• TASK OBJECTIVE
Your task is to transcribe the entries below exactly, from their first line down to the line containing "use crate::core::remote::MembershipOp;", and to stop there.

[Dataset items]
····················

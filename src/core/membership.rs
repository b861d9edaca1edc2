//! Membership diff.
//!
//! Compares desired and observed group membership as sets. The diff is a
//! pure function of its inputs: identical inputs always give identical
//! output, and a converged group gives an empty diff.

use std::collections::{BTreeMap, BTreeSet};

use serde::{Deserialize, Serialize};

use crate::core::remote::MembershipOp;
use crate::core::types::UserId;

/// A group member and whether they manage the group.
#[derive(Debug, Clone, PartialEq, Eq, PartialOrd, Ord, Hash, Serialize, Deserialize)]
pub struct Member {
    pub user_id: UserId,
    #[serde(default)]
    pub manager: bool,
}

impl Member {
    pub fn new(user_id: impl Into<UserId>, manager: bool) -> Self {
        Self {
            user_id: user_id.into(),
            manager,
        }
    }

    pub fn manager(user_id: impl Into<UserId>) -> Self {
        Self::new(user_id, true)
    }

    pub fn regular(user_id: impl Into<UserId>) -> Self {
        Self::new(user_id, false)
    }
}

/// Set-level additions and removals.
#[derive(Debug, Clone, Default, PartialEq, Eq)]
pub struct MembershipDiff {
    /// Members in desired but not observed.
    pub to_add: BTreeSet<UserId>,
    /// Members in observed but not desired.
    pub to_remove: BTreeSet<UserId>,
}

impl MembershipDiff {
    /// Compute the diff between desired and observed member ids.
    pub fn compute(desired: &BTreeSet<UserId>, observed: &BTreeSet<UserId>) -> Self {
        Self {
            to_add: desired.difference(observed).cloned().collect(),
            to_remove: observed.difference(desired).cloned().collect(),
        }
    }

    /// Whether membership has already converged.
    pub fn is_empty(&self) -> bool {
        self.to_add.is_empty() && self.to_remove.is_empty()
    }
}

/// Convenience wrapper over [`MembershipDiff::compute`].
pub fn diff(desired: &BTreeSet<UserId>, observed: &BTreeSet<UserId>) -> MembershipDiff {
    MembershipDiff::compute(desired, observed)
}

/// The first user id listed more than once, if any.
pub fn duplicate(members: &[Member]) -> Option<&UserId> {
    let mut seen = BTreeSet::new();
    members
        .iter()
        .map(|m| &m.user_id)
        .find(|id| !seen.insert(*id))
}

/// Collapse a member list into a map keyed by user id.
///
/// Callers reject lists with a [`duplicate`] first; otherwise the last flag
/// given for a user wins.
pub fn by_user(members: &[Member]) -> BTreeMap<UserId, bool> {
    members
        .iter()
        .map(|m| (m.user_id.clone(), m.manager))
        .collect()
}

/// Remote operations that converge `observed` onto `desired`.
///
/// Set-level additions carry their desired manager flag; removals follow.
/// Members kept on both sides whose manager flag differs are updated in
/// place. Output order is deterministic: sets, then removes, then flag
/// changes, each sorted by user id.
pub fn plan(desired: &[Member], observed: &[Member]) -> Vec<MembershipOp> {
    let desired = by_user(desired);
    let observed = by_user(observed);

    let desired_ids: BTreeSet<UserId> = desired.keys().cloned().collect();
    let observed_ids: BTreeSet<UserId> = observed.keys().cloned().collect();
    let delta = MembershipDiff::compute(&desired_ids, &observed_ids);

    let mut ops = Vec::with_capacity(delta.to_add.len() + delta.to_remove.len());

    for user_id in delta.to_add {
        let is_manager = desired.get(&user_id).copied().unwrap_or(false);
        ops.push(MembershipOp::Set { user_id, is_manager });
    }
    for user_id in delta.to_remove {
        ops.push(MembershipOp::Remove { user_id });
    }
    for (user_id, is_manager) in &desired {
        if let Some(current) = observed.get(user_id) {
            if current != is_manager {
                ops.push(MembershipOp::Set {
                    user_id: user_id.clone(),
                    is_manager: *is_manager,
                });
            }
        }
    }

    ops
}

····················

• RESULT FOR THIS TASK
filename src/core/membership.rs
repository b861d9edaca1edc2
//! Membership diff.
//!
//! Compares desired and observed group membership as sets. The diff is a
//! pure function of its inputs: identical inputs always give identical
//! output, and a converged group gives an empty diff.

use std::collections::{BTreeMap, BTreeSet};

use serde::{Deserialize, Serialize};

use crate::core::remote::MembershipOp;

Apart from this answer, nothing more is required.